Hint: focusing first on the inner floor, clearly we must have $0 \lt \lfloor \frac x{100} \rfloor \lt 3$, so it can only be $1$ or $2$. If it is $1$, how large can the product inside the outer floor be? If it is $2$, what range of $x$ works?

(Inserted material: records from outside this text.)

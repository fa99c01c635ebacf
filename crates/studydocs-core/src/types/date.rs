// Copyright 2025 Fernando Borretti
//
// Licensed under the Apache License, Version 2.0 (the "License");
// you may not use this file except in compliance with the License.
// You may obtain a copy of the License at
//
//     http://www.apache.org/licenses/LICENSE-2.0
//
// Unless required by applicable law or agreed to in writing, software
// distributed under the License is distributed on an "AS IS" BASIS,
// WITHOUT WARRANTIES OR CONDITIONS OF ANY KIND, either express or implied.
// See the License for the specific language governing permissions and
// limitations under the License.

use std::fmt::Display;
use std::fmt::Formatter;

use chrono::NaiveDate;

/// A calendar date, as printed in document headers and footers.
#[derive(Clone, Copy, PartialEq, Eq, PartialOrd, Ord, Debug)]
pub struct Date(NaiveDate);

impl Date {
    pub fn new(naive_date: NaiveDate) -> Self {
        Self(naive_date)
    }

    /// Long form, e.g. `Monday, October 19, 2026`.
    pub fn long_format(self) -> String {
        self.0.format("%A, %B %-d, %Y").to_string()
    }

    /// Short US form, e.g. `10/19/2026`.
    pub fn short_format(self) -> String {
        self.0.format("%-m/%-d/%Y").to_string()
    }
}

/// ISO 8601 calendar date, e.g. `2026-10-19`.
impl Display for Date {
    fn fmt(&self, f: &mut Formatter<'_>) -> std::fmt::Result {
        write!(f, "{}", self.0.format("%Y-%m-%d"))
    }
}

#[cfg(test)]
mod tests {
    use super::*;

    fn date(y: i32, m: u32, d: u32) -> Date {
        Date::new(NaiveDate::from_ymd_opt(y, m, d).unwrap())
    }

    #[test]
    fn test_formats() {
        let d = date(2026, 10, 5);
        assert_eq!(d.to_string(), "2026-10-05");
        assert_eq!(d.long_format(), "Monday, October 5, 2026");
        assert_eq!(d.short_format(), "10/5/2026");
    }
}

As $y-1<\lfloor y\rfloor\le y $, we find that for $y\ge1$ $$\tag1y^2-y-1<\lfloor y\lfloor y\rfloor\rfloor\le y^2 $$ whereas for $y<0$, we have $$\tag2y^2-y-1>\lfloor y\lfloor y\rfloor\rfloor\ge y^2 $$ Finally, for $0\le y<1$, we clearly have $\lfloor y\lfloor y\rfloor \rfloor=0$ Thus we cannot have $\lfloor y\lfloor y\rfloor\rfloor=5$ with $y\le -\sqrt 5$ (right hand side of $(2)$), nor with $-2\le y<0$ (left hand side of $(2)$), nor with $0\le y<1$, nor with $1\le y<\sqrt 5$ (right hand side of $(1)$), nor with $y\ge 3$ (left hand side of $(1)$). In other words, $-\sqrt 5< y <-2$ or $\sqrt 5\le y<3$. Then $\lfloor y\rfloor =-3$ or $\lfloor y\rfloor=2$.

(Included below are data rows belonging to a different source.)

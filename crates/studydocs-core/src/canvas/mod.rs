// Copyright 2025 Fernando Borretti
//
// Licensed under the Apache License, Version 2.0 (the "License");
// you may not use this file except in compliance with the License.
// You may obtain a copy of the License at
//
//     http://www.apache.org/licenses/LICENSE-2.0
//
// Unless required by applicable law or agreed to in writing, software
// distributed under the License is distributed on an "AS IS" BASIS,
// WITHOUT WARRANTIES OR CONDITIONS OF ANY KIND, either express or implied.
// See the License for the specific language governing permissions and
// limitations under the License.

//! The drawing surface builders paint on.
//!
//! Coordinates are millimetres from the top-left corner of the page. Text
//! is positioned by its baseline. A [`Canvas`] records draw commands per
//! page; [`Canvas::finish`] freezes them into a [`Document`] for the writer.

pub mod metrics;

use crate::canvas::metrics::FontWeight;
use crate::canvas::metrics::text_width;
use crate::canvas::metrics::wrap_text;

/// A4 portrait.
pub const PAGE_WIDTH: f32 = 210.0;
pub const PAGE_HEIGHT: f32 = 297.0;
pub const MARGIN: f32 = 20.0;
pub const CONTENT_WIDTH: f32 = PAGE_WIDTH - 2.0 * MARGIN;
/// First usable Y on a page, below the header band.
pub const CONTENT_TOP: f32 = 45.0;
/// Content must end above this Y.
pub const CONTENT_BOTTOM: f32 = PAGE_HEIGHT - 30.0;

#[derive(Clone, Copy, Debug, PartialEq)]
pub struct PageSize {
    pub width: f32,
    pub height: f32,
}

impl PageSize {
    pub const A4: PageSize = PageSize {
        width: PAGE_WIDTH,
        height: PAGE_HEIGHT,
    };
}

#[derive(Clone, Copy, Debug, PartialEq, Eq)]
pub struct Color {
    pub r: u8,
    pub g: u8,
    pub b: u8,
}

impl Color {
    pub const fn rgb(r: u8, g: u8, b: u8) -> Self {
        Self { r, g, b }
    }

    /// Components scaled to `0.0..=1.0`.
    pub fn unit(self) -> (f32, f32, f32) {
        (
            self.r as f32 / 255.0,
            self.g as f32 / 255.0,
            self.b as f32 / 255.0,
        )
    }
}

#[derive(Clone, Copy, Debug, PartialEq, Eq)]
pub enum Align {
    Left,
    Center,
    Right,
}

#[derive(Clone, Copy, Debug, PartialEq)]
pub struct TextStyle {
    /// Points.
    pub size: f32,
    pub weight: FontWeight,
    pub color: Color,
    pub align: Align,
}

impl TextStyle {
    pub fn new(size: f32, color: Color) -> Self {
        Self {
            size,
            weight: FontWeight::Normal,
            color,
            align: Align::Left,
        }
    }

    pub fn bold(self) -> Self {
        Self {
            weight: FontWeight::Bold,
            ..self
        }
    }

    pub fn align(self, align: Align) -> Self {
        Self { align, ..self }
    }
}

#[derive(Clone, Debug, PartialEq)]
pub enum DrawCommand {
    FilledRect {
        x: f32,
        y: f32,
        w: f32,
        h: f32,
        color: Color,
    },
    RoundedRect {
        x: f32,
        y: f32,
        w: f32,
        h: f32,
        radius: f32,
        fill: Color,
        border: Option<Color>,
    },
    /// `x` is the resolved left edge; alignment has already been applied.
    Text {
        text: String,
        x: f32,
        y: f32,
        size: f32,
        weight: FontWeight,
        color: Color,
    },
}

/// One page: its size plus the commands drawn on it, in order.
#[derive(Clone, Debug, PartialEq)]
pub struct Page {
    size: PageSize,
    commands: Vec<DrawCommand>,
}

impl Page {
    fn new(size: PageSize) -> Self {
        Self {
            size,
            commands: Vec::new(),
        }
    }

    pub fn size(&self) -> PageSize {
        self.size
    }

    pub fn commands(&self) -> &[DrawCommand] {
        &self.commands
    }

    /// The text runs on this page, in drawing order.
    pub fn texts(&self) -> Vec<&str> {
        self.commands
            .iter()
            .filter_map(|c| match c {
                DrawCommand::Text { text, .. } => Some(text.as_str()),
                _ => None,
            })
            .collect()
    }

    pub fn contains_text(&self, needle: &str) -> bool {
        self.texts().iter().any(|t| *t == needle)
    }
}

/// A finished, read-only sequence of pages.
#[derive(Clone, Debug, PartialEq)]
pub struct Document {
    pages: Vec<Page>,
}

impl Document {
    pub fn pages(&self) -> &[Page] {
        &self.pages
    }

    pub fn page_count(&self) -> usize {
        self.pages.len()
    }

    /// Every text run in the document, page by page.
    pub fn texts(&self) -> Vec<&str> {
        self.pages.iter().flat_map(|p| p.texts()).collect()
    }

    pub fn contains_text(&self, needle: &str) -> bool {
        self.pages.iter().any(|p| p.contains_text(needle))
    }
}

pub struct Canvas {
    size: PageSize,
    pages: Vec<Page>,
    current: usize,
}

impl Canvas {
    /// A canvas with one empty page.
    pub fn new(size: PageSize) -> Self {
        Self {
            size,
            pages: vec![Page::new(size)],
            current: 0,
        }
    }

    pub fn size(&self) -> PageSize {
        self.size
    }

    pub fn page_count(&self) -> usize {
        self.pages.len()
    }

    /// Zero-based index of the page being drawn on.
    pub fn current_page(&self) -> usize {
        self.current
    }

    /// Append a page, make it current, and return the top-of-content Y.
    pub fn new_page(&mut self) -> f32 {
        self.pages.push(Page::new(self.size));
        self.current = self.pages.len() - 1;
        CONTENT_TOP
    }

    /// Make an existing page current. Out-of-range indices are clamped to
    /// the last page.
    pub fn set_page(&mut self, index: usize) {
        self.current = index.min(self.pages.len() - 1);
    }

    fn push(&mut self, command: DrawCommand) {
        self.pages[self.current].commands.push(command);
    }

    pub fn fill_rect(&mut self, x: f32, y: f32, w: f32, h: f32, color: Color) {
        self.push(DrawCommand::FilledRect { x, y, w, h, color });
    }

    #[allow(clippy::too_many_arguments)]
    pub fn rounded_rect(
        &mut self,
        x: f32,
        y: f32,
        w: f32,
        h: f32,
        radius: f32,
        fill: Color,
        border: Option<Color>,
    ) {
        let radius = radius.clamp(0.0, w.min(h) / 2.0);
        self.push(DrawCommand::RoundedRect {
            x,
            y,
            w,
            h,
            radius,
            fill,
            border,
        });
    }

    pub fn text(&mut self, text: &str, x: f32, y: f32, style: TextStyle) {
        let width = text_width(text, style.size, style.weight);
        let left = match style.align {
            Align::Left => x,
            Align::Center => x - width / 2.0,
            Align::Right => x - width,
        };
        self.push(DrawCommand::Text {
            text: text.to_string(),
            x: left,
            y,
            size: style.size,
            weight: style.weight,
            color: style.color,
        });
    }

    /// Lines `text` would occupy at `max_width`. Draws nothing.
    pub fn wrap_text(&self, text: &str, max_width: f32, size: f32, weight: FontWeight) -> Vec<String> {
        wrap_text(text, max_width, size, weight)
    }

    pub fn finish(self) -> Document {
        Document { pages: self.pages }
    }
}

In the first case, $$-3y-1<\lfloor -3y\rfloor=\lfloor y\lfloor y\rfloor \rfloor \le -3y,$$ so that we need $y\ge -\frac 53$, which contardicts $y<-2$.

In the second case $$2y-1<\lfloor 2y\rfloor=\lfloor y\lfloor y\rfloor \rfloor \le 2y,$$ so that we need $y\ge\frac 52$. And indeed, for $\frac25\le y<3$, we verify directly that $\lfloor y\lfloor y \rfloor\rfloor=5 $. If we impose that $y=\frac x{100}$ with $x\in\Bbb Z$, this is equivalent to $$250\le x<300$$ whic allows exactly $50$ differnet values of $x$.

First note that as $[n] \le n < [n]+1$

then $[n]^2 \le [n[n]] < ([n]+1)^2$

So $[x/100]^2 \le [n[n]]= 5 < ([x/100] + 1)^2$. As $[x/100]$ is an integer, this means $[x/100] = 2$

So

$[x/100[x/100]]= [x/100*2] = [x/50] = 5$

$5 \le x/50 < 6$

$250 \le x < 300$ so $x = [250.... 299]$.